Search the records for the string "json" and copy every line where it turns up.

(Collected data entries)
________________

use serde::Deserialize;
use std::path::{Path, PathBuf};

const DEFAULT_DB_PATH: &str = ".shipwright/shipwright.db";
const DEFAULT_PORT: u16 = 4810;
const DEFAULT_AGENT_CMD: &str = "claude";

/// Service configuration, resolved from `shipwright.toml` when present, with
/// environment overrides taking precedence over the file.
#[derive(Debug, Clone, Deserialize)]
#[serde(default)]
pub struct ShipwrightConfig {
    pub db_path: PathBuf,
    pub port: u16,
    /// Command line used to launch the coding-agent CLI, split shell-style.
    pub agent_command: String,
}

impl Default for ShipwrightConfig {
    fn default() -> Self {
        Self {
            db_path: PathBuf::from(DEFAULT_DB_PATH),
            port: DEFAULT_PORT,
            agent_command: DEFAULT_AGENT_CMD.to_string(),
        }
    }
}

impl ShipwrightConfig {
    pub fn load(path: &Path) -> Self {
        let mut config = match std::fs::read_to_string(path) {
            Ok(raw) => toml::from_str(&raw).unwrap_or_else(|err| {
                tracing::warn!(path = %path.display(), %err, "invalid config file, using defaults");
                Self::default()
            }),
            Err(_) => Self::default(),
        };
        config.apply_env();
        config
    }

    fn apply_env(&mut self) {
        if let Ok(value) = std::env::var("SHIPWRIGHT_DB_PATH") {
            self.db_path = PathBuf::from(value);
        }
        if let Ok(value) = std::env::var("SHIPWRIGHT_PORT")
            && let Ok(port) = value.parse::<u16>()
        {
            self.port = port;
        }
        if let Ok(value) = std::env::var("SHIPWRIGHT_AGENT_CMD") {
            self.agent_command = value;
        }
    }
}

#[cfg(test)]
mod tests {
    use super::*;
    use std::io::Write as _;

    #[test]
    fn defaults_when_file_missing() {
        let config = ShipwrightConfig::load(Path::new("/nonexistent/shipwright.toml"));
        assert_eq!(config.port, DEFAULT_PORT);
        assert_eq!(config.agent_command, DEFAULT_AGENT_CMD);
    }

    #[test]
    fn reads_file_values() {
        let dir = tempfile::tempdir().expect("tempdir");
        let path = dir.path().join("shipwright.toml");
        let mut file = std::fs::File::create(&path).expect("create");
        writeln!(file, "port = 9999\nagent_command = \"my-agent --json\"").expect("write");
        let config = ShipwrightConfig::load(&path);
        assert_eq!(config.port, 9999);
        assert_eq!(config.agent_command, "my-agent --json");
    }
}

________________

> [EXERCISE ANSWER]
        writeln!(file, "port = 9999\nagent_command = \"my-agent --json\"").expect("write");
        assert_eq!(config.agent_command, "my-agent --json");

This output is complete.